EU lawmakers adopt digital assets policy after MiCA ends
European Union lawmakers adopt digital assets policy guidance as the European Parliament approved a report calling for further assessment of decentralized finance, staking, crypto lending and NFTs after MiCA's transition period ended. The adopted position sets Parliament's official stance but does not amend MiCA or create new legal obligations for crypto firms.
Key Takeaways
- The European Parliament adopted a digital assets report on Tuesday, formalizing its policy position on post-MiCA crypto regulation.
- Lawmakers want the European Commission to assess whether DeFi, staking, crypto lending and NFTs should enter MiCA's regulatory perimeter.
- The report urges consistent MiCA enforcement across EU member states and warns against divergent national rules.
- MiCA's transitional period has ended, meaning crypto-asset service providers generally need authorization to keep serving EU clients.
- The resolution supports tokenization and euro-denominated stablecoins as tools for EU financial competitiveness.
What did EU lawmakers adopt after MiCA's transition ended?
On Tuesday, the European Parliament voted to adopt "Digital assets – challenges for the competitiveness and integrity of the European Union's financial system," turning the document into its formal policy position. The move comes shortly after MiCA's transitional period ended, a milestone that tightened licensing expectations for crypto-asset service providers operating across the bloc.
Although the vote carries political weight, it is non-binding. Parliament's position paper does not directly amend MiCA or impose fresh compliance duties on exchanges, custodians or token issuers. Instead, it signals where lawmakers want EU crypto policy to head next.
Which crypto activities could face further EU scrutiny?
The adopted report asks the European Commission to evaluate whether several fast-growing segments should be brought more clearly under EU oversight. Those areas include decentralized finance protocols, crypto lending and borrowing platforms, staking services, and non-fungible tokens.
MiCA already sets licensing and conduct standards for many crypto-asset service providers and certain token issuers. Lawmakers argue, however, that gray zones remain at the edges of the framework, especially where on-chain activity blurs lines between regulated financial services and permissionless networks.
For firms mapping products to MiCA categories, Parliament's stance adds pressure for clearer supervisory guidance rather than immediate rule changes. Track ongoing regulatory shifts in our Fintech & Crypto Alerts coverage.
Why are lawmakers warning against national crypto rules?
A central theme of the report is market unity. Parliament calls for consistent application of MiCA across all 27 member states, arguing that a single EU rulebook is essential for fair competition among crypto firms.
Lawmakers also caution against member states layering national requirements on top of MiCA in ways that could fragment Europe's digital asset market. Fragmentation, they warn, could push activity offshore or create compliance patchworks that disadvantage EU-based innovators.
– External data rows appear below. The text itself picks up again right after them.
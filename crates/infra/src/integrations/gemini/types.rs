//! Wire types and errors for the Gemini generateContent API

use recruitbot_domain::RecruitbotError;
use serde::{Deserialize, Serialize};

/// Errors from the Gemini API, kept separate from domain errors so the
/// client can distinguish quota exhaustion from schema drift before the
/// caller collapses them into a generic reply.
#[derive(Debug, thiserror::Error)]
pub enum GeminiError {
    #[error("Network error: {0}")]
    Network(String),

    #[error("API error (status {status}): {message}")]
    Api { status: u16, message: String },

    #[error("Rate limit exceeded (retry after {0}s)")]
    RateLimit(u64),

    #[error("Authentication failed: {0}")]
    Authentication(String),

    #[error("Invalid response schema: {0}")]
    InvalidSchema(String),
}

impl From<GeminiError> for RecruitbotError {
    fn from(err: GeminiError) -> Self {
        match err {
            GeminiError::Authentication(msg) => RecruitbotError::Auth(msg),
            GeminiError::Network(msg) => RecruitbotError::Network(msg),
            other => RecruitbotError::Generation(other.to_string()),
        }
    }
}

#[derive(Debug, Serialize)]
pub(crate) struct GenerateContentRequest {
    pub contents: Vec<Content>,
}

impl GenerateContentRequest {
    pub fn single_turn(text: &str) -> Self {
        Self {
            contents: vec![Content {
                parts: vec![Part {
                    text: text.to_string(),
                }],
            }],
        }
    }
}

#[derive(Debug, Serialize, Deserialize)]
pub(crate) struct Content {
    pub parts: Vec<Part>,
}

#[derive(Debug, Serialize, Deserialize)]
pub(crate) struct Part {
    pub text: String,
}

#[derive(Debug, Deserialize)]
pub(crate) struct GenerateContentResponse {
    #[serde(default)]
    pub candidates: Vec<Candidate>,
}

#[derive(Debug, Deserialize)]
pub(crate) struct Candidate {
    pub content: Content,
}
What happens next for crypto regulation in Europe?
The Commission is already reviewing how MiCA is working in practice. A public consultation launched in May invites feedback on whether the framework should expand to cover areas including DeFi, staking, lending, NFTs and tokenized financial assets, according to the European Commission.
Parliament's newly adopted report reinforces that agenda. It also strikes a more supportive tone toward tokenization of traditional financial services and toward euro-denominated stablecoins, suggesting lawmakers see regulated digital assets as a competitiveness lever if applied evenly.
Crypto-asset service providers should treat Tuesday's vote as a policy compass, not a new statute. With MiCA's transition period behind the industry, authorization remains the immediate compliance baseline, while DeFi, staking, lending and NFT treatment will be shaped in the next Commission proposals.